9/10 smartphone vendors ready to enter wearables market

"Apple has finally unveiled its Apple Watch, which we expect to trigger more consumer interest once it starts shipping in 2015."

As smartphone vendors and component suppliers continue to expand into the wearables market, Gartner predicts that by 2016 smartwatches will comprise about 40 percent of consumer wristworn devices.

Following the unveiling of the Apple Watch earlier this month, the research analyst firm believes that nine out of the top 10 smartphone vendors have entered the wearables market to date or are about to ship a first product, while a year ago only two vendors were in that space.

"Apple has finally unveiled its Apple Watch, which we expect to trigger more consumer interest once it starts shipping in 2015," says Angela McIntyre, research director, Gartner. "Apple introduced three smartwatch models that will sell at a wide price range, with the lowest starting at US$349.

“As with the iPhone, Apple's high-price strategy for the Watch will limit its market share; yet, with its attention to design and the user interface, we believe this product will attract many users."

According to fellow Gartner research director Annette Zimmermann, the Sony Smartwatch products and the Samsung Gear were early products that received much attention in the press but less enthusiasm from consumers due to their “unclear value proposition and flawed design.”

“In 2014 we are seeing a few more positive developments in terms of design and user experience (UX) and we therefore expect consumers to show more interest in these products in the second half of the year,” Zimmermann adds.

Zimmermann says that the latest smartwatches show much improvement in design compared with earlier smartwatches as well as providing an idea of the features that Android Wear brings to the user, including voice search, turn-by-turn navigation, contextual reminders and taking notes via voice input — basically a Google Now experience on a smaller screen.

A recent consumer study conducted by Gartner at the beginning of the third quarter of 2014 gave some indication of the current installed base of fitness wearables and dedicated sports watches.

The results showed that fitness wristbands and "other fitness trackers" combined are already represented in more US households than sports watches.

Sports watches, such as dedicated running watches, have been around for many years, but such products are not for everyone and hence do not have mass market appeal. As a result, Gartner expects this trend to continue in the next few years as fitness wearables proliferate.

Furthermore, Zimmermann reports that there is “still a lot of room for growth” and the trend around the "quantified self" will drive adoption of these devices over the next few years.

However, despite the growing interest from the market, there are several hurdles that still need to be overcome and that vendors need to consider in their products.

In recent tests, different models of smartwatches and fitness wristbands reduced the battery life of the connected smartphone. Depending on the product and the phone this was in the range of two to eight hours of reduced usage time. Having the smartphone run for only half a day until it needs a new charge is not ideal and this is likely to put off most users who use smartphones without an exchangeable battery.

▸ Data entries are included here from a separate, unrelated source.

//! # memkeeper
//!
//! ![License](https://img.shields.io/badge/license-MIT%20%7C%20Apache--2.0-blue)
//!
//! An in-process emulator of a hierarchical coordination service, for tests
//! and single-process deployments of systems that normally coordinate
//! through a replicated keeper ensemble.
//!
//! ## Features
//! - **Full request surface**: create, remove, exists, get, set, list,
//!   check, and atomic multi batches
//! - **Watches**: one-shot node and child-list notifications
//! - **Versioned updates**: conditional set/remove/check with ZooKeeper
//!   error semantics
//! - **Single worker**: totally ordered processing with a monotonic
//!   transaction id, no locks on the tree
//! - **Observability**: metrics and tracing
//!
//! ## Quick Start
//! ```no_run
//! use memkeeper::CreateMode;
//! use memkeeper::KeeperConfig;
//! use memkeeper::MemKeeper;
//!
//! #[tokio::main]
//! async fn main() {
//!     let keeper = MemKeeper::new(KeeperConfig::default()).unwrap();
//!
//!     let path = keeper
//!         .create("/service", "ready", CreateMode::Persistent, vec![])
//!         .await
//!         .unwrap();
//!     let (data, stat) = keeper.get(&path).await.unwrap();
//!     assert_eq!(data, "ready");
//!     assert_eq!(stat.version, 0);
//!
//!     keeper.finalize().await;
//! }
//! ```
//!
//! The emulator keeps one implicit session that lives until [`MemKeeper::finalize`]
//! is called; there is no network transport, persistence, or ACL enforcement.

pub mod config;
pub mod metrics;
pub mod session;

mod constants;
mod core;
mod errors;
mod utils;

pub use crate::core::node::Acl;
pub use crate::core::node::Stat;
pub use crate::core::request::CheckRequest;
pub use crate::core::request::CreateMode;
pub use crate::core::request::CreateRequest;
pub use crate::core::request::ExistsRequest;
pub use crate::core::request::GetRequest;
pub use crate::core::request::KeeperRequest;
pub use crate::core::request::ListRequest;
pub use crate::core::request::MultiRequest;
pub use crate::core::request::RemoveRequest;
pub use crate::core::request::SetRequest;
pub use crate::core::response::CheckResponse;
pub use crate::core::response::CreateResponse;
pub use crate::core::response::ExistsResponse;
pub use crate::core::response::GetResponse;
pub use crate::core::response::KeeperResponse;
pub use crate::core::response::ListResponse;
pub use crate::core::response::MultiResponse;
pub use crate::core::response::RemoveResponse;
pub use crate::core::response::SessionState;
pub use crate::core::response::SetResponse;
pub use crate::core::response::WatchKind;
pub use crate::core::response::WatchResponse;
pub use crate::core::watch::WatchSender;
pub use crate::config::KeeperConfig;
pub use errors::*;
pub use session::MemKeeper;

//-----------------------------------------------------------
// Test utils
#[cfg(test)]
#[doc(hidden)]
pub mod test_utils;

//-----------------------------------------------------------
// Autometrics
/// autometrics: https://docs.autometrics.dev/rust/adding-alerts-and-slos
use autometrics::objectives::Objective;
use autometrics::objectives::ObjectiveLatency;
use autometrics::objectives::ObjectivePercentile;

#[doc(hidden)]
pub(crate) const API_SLO: Objective = Objective::new("api")
    .success_rate(ObjectivePercentile::P99_9)
    .latency(ObjectiveLatency::Ms10, ObjectivePercentile::P99);
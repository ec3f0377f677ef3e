//! Coordination Emulator Error Hierarchy
//!
//! Defines the closed protocol error surface visible to callers together
//! with crate-level configuration failures.

#[doc(hidden)]
pub type Result<T> = std::result::Result<T, Error>;

#[derive(Debug, thiserror::Error)]
pub enum Error {
    /// Protocol-level error codes surfaced through the request/response API
    #[error(transparent)]
    Keeper(#[from] KeeperError),

    /// Configuration loading failures
    #[error(transparent)]
    Config(#[from] config::ConfigError),

    /// Configuration validation failures
    #[error("Invalid config: {0}")]
    InvalidConfig(String),
}

/// Protocol error codes mirrored from the coordination service API.
///
/// Per-request errors (`NoNode`, `NodeExists`, `NoChildrenForEphemerals`,
/// `BadVersion`, `NotEmpty`, `BadArguments`) are returned through response
/// channels and never tear down the session. `OperationTimeout` and
/// `SessionExpired` are terminal: observing either means the session has
/// been finalized.
#[derive(Debug, Clone, Copy, PartialEq, Eq, Hash, thiserror::Error)]
pub enum KeeperError {
    #[error("node does not exist")]
    NoNode,

    #[error("node already exists")]
    NodeExists,

    #[error("ephemeral nodes may not have children")]
    NoChildrenForEphemerals,

    #[error("version conflict")]
    BadVersion,

    #[error("node has children")]
    NotEmpty,

    #[error("bad arguments")]
    BadArguments,

    #[error("operation timeout")]
    OperationTimeout,

    #[error("session expired")]
    SessionExpired,
}
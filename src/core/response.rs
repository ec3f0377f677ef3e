use bytes::Bytes;

use crate::core::node::Stat;
use crate::errors::KeeperError;

#[derive(Debug, Clone, PartialEq)]
pub struct CreateResponse {
    /// The realized path: the requested one, suffixed for sequential nodes
    pub path_created: String,
}

#[derive(Debug, Clone, Default, PartialEq, Eq)]
pub struct RemoveResponse;

#[derive(Debug, Clone, PartialEq, Eq)]
pub struct ExistsResponse {
    pub stat: Stat,
}

#[derive(Debug, Clone, PartialEq)]
pub struct GetResponse {
    pub data: Bytes,
    pub stat: Stat,
}

#[derive(Debug, Clone, PartialEq, Eq)]
pub struct SetResponse {
    pub stat: Stat,
}

#[derive(Debug, Clone, PartialEq)]
pub struct ListResponse {
    /// Immediate child base names, in container order
    pub names: Vec<String>,
    pub stat: Stat,
}

#[derive(Debug, Clone, Default, PartialEq, Eq)]
pub struct CheckResponse;

#[derive(Debug, Clone, PartialEq)]
pub struct MultiResponse {
    pub responses: Vec<KeeperResponse>,
}

/// Successful response payloads, one variant per request kind.
///
/// Protocol errors travel as the `Err` arm of the completion channel, so a
/// `KeeperResponse` always describes a request that succeeded.
#[derive(Debug, Clone, PartialEq)]
pub enum KeeperResponse {
    Create(CreateResponse),
    Remove(RemoveResponse),
    Exists(ExistsResponse),
    Get(GetResponse),
    Set(SetResponse),
    List(ListResponse),
    Check(CheckResponse),
    Multi(MultiResponse),
}

impl KeeperResponse {
    /// Strips the session root prefix from every path field on the way back
    /// to the caller.
    pub(crate) fn strip_root_path(&mut self, root_path: &str) {
        if root_path.is_empty() {
            return;
        }
        match self {
            KeeperResponse::Create(r) => {
                if let Some(stripped) = r.path_created.strip_prefix(root_path) {
                    r.path_created = stripped.to_string();
                }
            }
            KeeperResponse::Multi(m) => {
                for response in &mut m.responses {
                    response.strip_root_path(root_path);
                }
            }
            _ => {}
        }
    }
}

/// Whether a watch fired for a node event or for session teardown.
#[derive(Debug, Clone, Copy, Default, PartialEq, Eq)]
pub enum WatchKind {
    #[default]
    Node,
    Session,
}

/// Session liveness communicated alongside a watch event.
#[derive(Debug, Clone, Copy, Default, PartialEq, Eq)]
pub enum SessionState {
    #[default]
    Connected,
    Expired,
}

/// Event delivered through a one-shot watch channel.
#[derive(Debug, Clone, PartialEq, Eq)]
pub struct WatchResponse {
    pub kind: WatchKind,
    pub state: SessionState,
    /// The watched path for node events; empty for session events
    pub path: String,
    pub error: Option<KeeperError>,
}

impl WatchResponse {
    /// A node or child-list event at `path`.
    pub(crate) fn node_event(path: &str) -> Self {
        Self {
            kind: WatchKind::Node,
            state: SessionState::Connected,
            path: path.to_string(),
            error: None,
        }
    }

    /// The terminal event delivered to every pending watch on expiry.
    pub(crate) fn session_expired() -> Self {
        Self {
            kind: WatchKind::Session,
            state: SessionState::Expired,
            path: String::new(),
            error: Some(KeeperError::SessionExpired),
        }
    }
}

Of the devices that were tested, the battery life could last up to five or six days. However, as consumers add more devices to their households the number of gadgets that need to be charged is expected to reach a point where it becomes a burden for the consumer. Here the discussion arises again of the trade-off between design and usability — a more efficient battery would likely not allow for a light and sleek design — and yet a desirable feature for a smartwatch would be a battery that lasts for several months.

"We are currently seeing two opposing trends in the market with regards to form factor evolution,” Zimmermann adds. “On the one hand there are vendors offering smart wrist-wearables in a familiar watch-like form factor.”

“On the other hand in the past six to nine months, we have seen vendors launching products that resemble the early fitness wristbands, but come with displays that add significant functionality, including message and call alerts.

“These cross-over products are generally marketed as fitness devices, but with the strong slant toward the communication aspect."


In addition to the established vendors, original design manufacturers (ODMs) and semiconductor vendors in China are ready to take on the next generation of consumer.

There are a growing number of local Chinese vendors that have launched fitness wrist bands, putting pressure on established players such as Fitbit and Jawbone. Although these vendors currently have a primarily local market focus they will eventually turn to international expansion.

"Products and offerings among Chinese vendors are similar to those of other vendors with a variety of form factors, operating systems, connectivity and sensor options," McIntyre adds.

"International expansion will start to accelerate in 2015 and in this context we expect several Chinese vendors to build on Android Wear in parallel to create more appeal.

“Certainly, they are faced with the same hurdles regarding design as all international vendors, but we also expect them to leverage one thing that has been to their constant advantage in the smartphone and tablet market: the cost advantage of the Chinese supply chain ecosystem.

“Chinese vendors might be able to bring Android Wear-based smartwatches to very affordable price points below $150 with decent designs and sensors — driving mass-market adoption in mature markets."